Its advice comes just weeks after AM100 PLC Pendragon revealed that it had become motor retail’s latest victim to hackers, with reports suggesting the car retail group had been issues with a $60 million (£53m) ransom demand.
While The Times reported that Pendragon had remained defiant, refusing to take part in discussions about payment and instead taking steps to ramp-up the protection of its IT systems, RSM points out that car retailers need to minimise their vulnerability to attacks.
Sheila Pancholi, RSM’s technology risk assurance partner, said: “The cyber threat landscape is ever changing; we live in an increasingly interconnected world. Whilst this affords us the benefit of accessing data and resources using a multitude of devices and from remote locations, it also provides a much larger attack surface.
“Since the onset of the COVID-19 pandemic, we have seen an increased number of staff working remotely and from personal devices.
“IT departments rushed to provide remote additional access to resources and looked to third parties for cloud computing, simplifying remote access to systems, and providing effective capacity management.
“As a consequence, there are many more routes to data, more data traversing the public internet, and people accessing emails from both corporate and personal devices.”
Highlighting a further risk posed by increased home working in the post-pandemic period, Pancholi added: “We have an increased use of Internet of Things (IoT) devices such as home smart printers and smart speakers, which are all connected to home wireless networks but not subjected to corporate security policies.
“These devices allow less secure access to the extended network that is no longer just corporate infrastructure, it now extends into the homes of staff.”
To put Pancholi’s observations into context, RSM revealed the following cyber statistics:
- 95% of cybersecurity breaches are caused by human error (Cybint).
- On average, only 5% of companies’ folders are properly protected (Varonis).
- 86% of breaches were financially motivated and 10% were motivated by espionage (Verizon).
- 45% of breaches featured hacking, 17% involved malware and 22% involved phishing (Verizon).
In a guest opinion written for AM recently Bernard Montel, EMEA technical director and security strategist at Tenable, revealed how connected EVs had increased the sector’s vulnerability to cyber crimes.
RSM said that businesses’ cyber security risks are often exacerbated by an inherent lack of security and awareness training as well as a lack of critical cyber controls.
Alison Ashley, RSM’s head of motor retail, said: “We have seen a worrying flurry of headlines related to serious instances of cyber-attacks in the sector.
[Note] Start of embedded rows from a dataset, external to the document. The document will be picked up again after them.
//! Parameterised route table.

use http::Method;

use crate::error::RouteError;
use crate::method::MethodFilter;
use crate::node::Node;
use crate::RouteMatch;

/// A radix tree router supporting `{name}` and `{name:pattern}` segments.
///
/// Both method and path take part in matching. When more than one
/// registration matches a request, the one registered first wins, whether it
/// is a literal or a variable route.
///
/// # Example
///
/// ```rust
/// use gizmo_router::PatternRouter;
/// use http::Method;
///
/// let mut router = PatternRouter::new();
/// router.insert(Method::GET, "/users", "listUsers").unwrap();
/// router.insert(Method::PUT, "/users/{id}", "updateUser").unwrap();
///
/// let m = router.match_route(&Method::PUT, "/users/123").unwrap();
/// assert_eq!(*m.value, "updateUser");
/// assert_eq!(m.vars.get("id"), Some("123"));
/// assert!(router.match_route(&Method::DELETE, "/users/123").is_none());
/// ```
#[derive(Debug, Clone)]
pub struct PatternRouter<T> {
    root: Node<T>,
    route_count: usize,
}

impl<T> Default for PatternRouter<T> {
    fn default() -> Self {
        Self::new()
    }
}

impl<T> PatternRouter<T> {
    /// Creates an empty router.
    #[must_use]
    pub fn new() -> Self {
        Self {
            root: Node::root(),
            route_count: 0,
        }
    }

    /// Registers `value` for `method` and the path template `path`.
    pub fn insert(
        &mut self,
        method: impl Into<MethodFilter>,
        path: &str,
        value: T,
    ) -> Result<(), RouteError> {
        self.root
            .insert(path, method.into(), self.route_count, value)?;
        self.route_count += 1;
        Ok(())
    }

    /// Matches a request against the table.
    #[must_use]
    pub fn match_route(&self, method: &Method, path: &str) -> Option<RouteMatch<'_, T>> {
        let (value, vars) = self.root.match_path(method, path)?;
        Some(RouteMatch::new(value, vars))
    }

    /// Returns true if some route matches `path` under any method.
    #[must_use]
    pub fn has_path(&self, path: &str) -> bool {
        self.root.matches_any_method(path)
    }

    /// Returns the number of routes registered.
    #[must_use]
    pub fn len(&self) -> usize {
        self.route_count
    }

    /// Returns true if no routes are registered.
    #[must_use]
    pub fn is_empty(&self) -> bool {
        self.route_count == 0
    }
}

#[cfg(test)]
mod tests {
    use super::*;
    use crate::method::ANY;
    use proptest::prelude::*;

    #[test]
    fn test_router_new() {
        let router: PatternRouter<()> = PatternRouter::new();
        assert!(router.is_empty());
        assert_eq!(router.len(), 0);
    }

    #[test]
    fn test_insert_counts_routes() {
        let mut router = PatternRouter::new();
        router.insert(Method::GET, "/a", 1).unwrap();
        router.insert(Method::POST, "/a", 2).unwrap();
        assert_eq!(router.len(), 2);
    }

    #[test]
    fn test_failed_insert_is_not_counted() {
        let mut router = PatternRouter::new();
        assert!(router.insert(Method::GET, "no-slash", 1).is_err());
        assert!(router.is_empty());
    }

    #[test]
    fn test_method_table_per_path() {
        let mut router = PatternRouter::new();
        router.insert(Method::GET, "/users", "list").unwrap();
        router.insert(Method::POST, "/users", "create").unwrap();

        assert_eq!(*router.match_route(&Method::GET, "/users").unwrap().value, "list");
        assert_eq!(*router.match_route(&Method::POST, "/users").unwrap().value, "create");
        assert!(router.match_route(&Method::DELETE, "/users").is_none());
        assert!(router.has_path("/users"));
    }

    #[test]
    fn test_duplicate_registration_keeps_first() {
        let mut router = PatternRouter::new();
        router.insert(Method::GET, "/dup", "first").unwrap();
        router.insert(Method::GET, "/dup", "second").unwrap();
        assert_eq!(*router.match_route(&Method::GET, "/dup").unwrap().value, "first");
    }

    #[test]
    fn test_any_registered_after_specific() {
        let mut router = PatternRouter::new();
        router.insert(Method::GET, "/x", "get").unwrap();
        router.insert(ANY, "/x", "any").unwrap();

        assert_eq!(*router.match_route(&Method::GET, "/x").unwrap().value, "get");
        assert_eq!(*router.match_route(&Method::HEAD, "/x").unwrap().value, "any");
    }

    proptest! {
        #[test]
        fn prop_var_route_captures_segment(segment in "[a-zA-Z0-9_-]{1,24}") {
            let mut router = PatternRouter::new();
            router.insert(Method::GET, "/items/{item}", ()).unwrap();
            let path = format!("/items/{segment}");
            let m = router.match_route(&Method::GET, &path).unwrap();
            prop_assert_eq!(m.vars.get("item"), Some(segment.as_str()));
        }

        #[test]
        fn prop_numeric_pattern_rejects_letters(segment in "[a-z]{1,12}") {
            let mut router = PatternRouter::new();
            router.insert(Method::GET, "/n/{n:[0-9]+}", ()).unwrap();
            let path = format!("/n/{segment}");
            prop_assert!(router.match_route(&Method::GET, &path).is_none());
        }
    }
}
“Cyber criminals are indiscriminate of sectors or size of businesses, and there are undoubtedly many more instances which are not in the public domain.
“Dealer groups of all sophistication and size need to regularly review and test their IT infrastructure’s resilience to attack.”
Pancholi added: “Often when conducting cyber security due diligence we come across a number of serious vulnerabilities for ransomware including out of date server operating systems, ineffective patch management and lack of password controls.
“Other problems arise through a lack of security and awareness training, privileged access issues, and non-secure backup procedures or controls.
“To mitigate risk, dealers need to ensure a governance strategy and organisation is in place, apply a framework for benchmarking and gap-analysis, conduct threat modelling and testing and carry out digital footprint mapping.
“The main area of focus for dealers should be breach readiness preparation, and getting their incident response capabilities prepared for the ‘when’ not ‘if’.”